◆ **WORK TO COMPLETE**
Locate the line that contains "tracing::debug!(checker = %self.name, bls_key". Print it and each following line through the end of the listing, verbatim, and nothing more.

◆ **MATERIAL PROVIDED**
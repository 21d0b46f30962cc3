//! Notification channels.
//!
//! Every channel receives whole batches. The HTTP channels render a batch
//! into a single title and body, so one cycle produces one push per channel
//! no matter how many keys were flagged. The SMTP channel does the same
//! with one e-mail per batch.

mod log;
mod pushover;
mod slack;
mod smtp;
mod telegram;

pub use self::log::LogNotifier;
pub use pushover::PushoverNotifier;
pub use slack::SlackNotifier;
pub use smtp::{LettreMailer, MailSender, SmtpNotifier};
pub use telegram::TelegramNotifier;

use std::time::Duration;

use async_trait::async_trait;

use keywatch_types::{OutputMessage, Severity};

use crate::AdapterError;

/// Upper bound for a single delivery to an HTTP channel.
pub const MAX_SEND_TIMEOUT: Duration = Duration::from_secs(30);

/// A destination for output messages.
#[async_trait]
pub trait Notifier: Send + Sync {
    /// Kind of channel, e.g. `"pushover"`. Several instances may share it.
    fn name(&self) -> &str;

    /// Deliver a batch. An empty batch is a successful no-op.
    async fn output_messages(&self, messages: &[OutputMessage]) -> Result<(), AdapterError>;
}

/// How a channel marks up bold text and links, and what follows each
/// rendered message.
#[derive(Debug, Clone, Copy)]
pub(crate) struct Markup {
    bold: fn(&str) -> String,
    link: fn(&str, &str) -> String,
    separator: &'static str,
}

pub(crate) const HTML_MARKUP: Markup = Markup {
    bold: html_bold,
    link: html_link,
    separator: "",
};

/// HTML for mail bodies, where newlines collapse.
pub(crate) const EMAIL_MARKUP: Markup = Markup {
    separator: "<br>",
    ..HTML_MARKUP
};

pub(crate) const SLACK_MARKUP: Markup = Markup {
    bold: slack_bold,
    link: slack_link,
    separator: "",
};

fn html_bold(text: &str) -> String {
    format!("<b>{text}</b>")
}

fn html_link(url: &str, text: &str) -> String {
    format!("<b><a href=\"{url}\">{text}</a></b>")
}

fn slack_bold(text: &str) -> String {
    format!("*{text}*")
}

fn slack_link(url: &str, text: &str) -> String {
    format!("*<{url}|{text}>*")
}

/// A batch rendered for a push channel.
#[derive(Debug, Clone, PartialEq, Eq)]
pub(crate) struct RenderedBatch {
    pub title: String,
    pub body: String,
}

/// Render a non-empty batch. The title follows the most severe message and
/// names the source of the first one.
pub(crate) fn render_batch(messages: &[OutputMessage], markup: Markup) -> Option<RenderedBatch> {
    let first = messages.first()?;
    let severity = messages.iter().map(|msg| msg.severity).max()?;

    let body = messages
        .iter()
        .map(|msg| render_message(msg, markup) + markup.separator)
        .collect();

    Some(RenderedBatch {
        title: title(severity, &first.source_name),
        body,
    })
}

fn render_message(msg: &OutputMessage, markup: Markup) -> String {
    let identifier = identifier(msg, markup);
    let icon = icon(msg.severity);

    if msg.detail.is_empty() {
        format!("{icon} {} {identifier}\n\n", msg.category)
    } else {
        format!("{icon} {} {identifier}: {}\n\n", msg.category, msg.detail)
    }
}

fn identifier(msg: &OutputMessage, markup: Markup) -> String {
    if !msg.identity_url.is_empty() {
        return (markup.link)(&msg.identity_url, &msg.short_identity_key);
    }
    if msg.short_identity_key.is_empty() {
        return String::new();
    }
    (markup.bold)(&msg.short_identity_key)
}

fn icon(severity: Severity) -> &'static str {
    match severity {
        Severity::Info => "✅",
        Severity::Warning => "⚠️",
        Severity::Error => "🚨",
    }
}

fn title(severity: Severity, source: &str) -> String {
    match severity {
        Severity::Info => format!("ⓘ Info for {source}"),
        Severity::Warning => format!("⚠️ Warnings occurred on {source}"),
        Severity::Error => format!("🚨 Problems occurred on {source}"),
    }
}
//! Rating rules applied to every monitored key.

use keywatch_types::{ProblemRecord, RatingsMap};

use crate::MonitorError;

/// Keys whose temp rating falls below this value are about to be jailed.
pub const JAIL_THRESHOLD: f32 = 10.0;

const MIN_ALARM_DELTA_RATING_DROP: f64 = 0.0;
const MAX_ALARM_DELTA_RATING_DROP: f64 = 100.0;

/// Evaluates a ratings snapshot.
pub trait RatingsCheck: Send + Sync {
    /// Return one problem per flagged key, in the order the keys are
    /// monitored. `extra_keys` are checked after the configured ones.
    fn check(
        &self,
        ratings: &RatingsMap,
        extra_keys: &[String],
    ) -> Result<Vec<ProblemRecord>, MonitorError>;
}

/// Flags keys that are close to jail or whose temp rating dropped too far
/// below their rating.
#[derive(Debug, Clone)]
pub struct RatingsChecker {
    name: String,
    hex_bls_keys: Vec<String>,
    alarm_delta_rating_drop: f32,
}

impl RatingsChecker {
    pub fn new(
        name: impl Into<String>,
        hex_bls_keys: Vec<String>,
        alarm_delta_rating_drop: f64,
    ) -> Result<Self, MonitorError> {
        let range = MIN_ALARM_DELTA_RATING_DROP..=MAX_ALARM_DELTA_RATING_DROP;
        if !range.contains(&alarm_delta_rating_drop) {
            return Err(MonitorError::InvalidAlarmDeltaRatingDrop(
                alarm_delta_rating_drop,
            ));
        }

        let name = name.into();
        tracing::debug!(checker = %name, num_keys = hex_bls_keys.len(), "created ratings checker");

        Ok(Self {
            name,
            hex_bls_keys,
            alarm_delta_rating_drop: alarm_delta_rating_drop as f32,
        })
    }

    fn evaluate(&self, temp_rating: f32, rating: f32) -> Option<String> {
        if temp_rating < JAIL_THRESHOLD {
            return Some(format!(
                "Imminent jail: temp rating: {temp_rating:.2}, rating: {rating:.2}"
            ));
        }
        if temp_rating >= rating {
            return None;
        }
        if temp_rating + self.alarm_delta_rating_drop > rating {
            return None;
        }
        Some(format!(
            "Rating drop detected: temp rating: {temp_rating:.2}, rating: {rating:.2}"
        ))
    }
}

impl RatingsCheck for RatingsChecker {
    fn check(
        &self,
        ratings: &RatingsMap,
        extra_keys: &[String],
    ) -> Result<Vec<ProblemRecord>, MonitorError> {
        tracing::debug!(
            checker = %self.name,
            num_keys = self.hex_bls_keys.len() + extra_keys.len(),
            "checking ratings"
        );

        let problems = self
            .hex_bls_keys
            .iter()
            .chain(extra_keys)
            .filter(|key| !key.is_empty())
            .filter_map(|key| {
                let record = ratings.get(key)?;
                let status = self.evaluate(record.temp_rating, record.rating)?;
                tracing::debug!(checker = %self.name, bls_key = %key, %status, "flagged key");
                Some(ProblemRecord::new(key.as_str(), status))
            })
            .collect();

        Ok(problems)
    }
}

◆ **SOLUTION**
                tracing::debug!(checker = %self.name, bls_key = %key, %status, "flagged key");
                Some(ProblemRecord::new(key.as_str(), status))
            })
            .collect();

        Ok(problems)
    }
}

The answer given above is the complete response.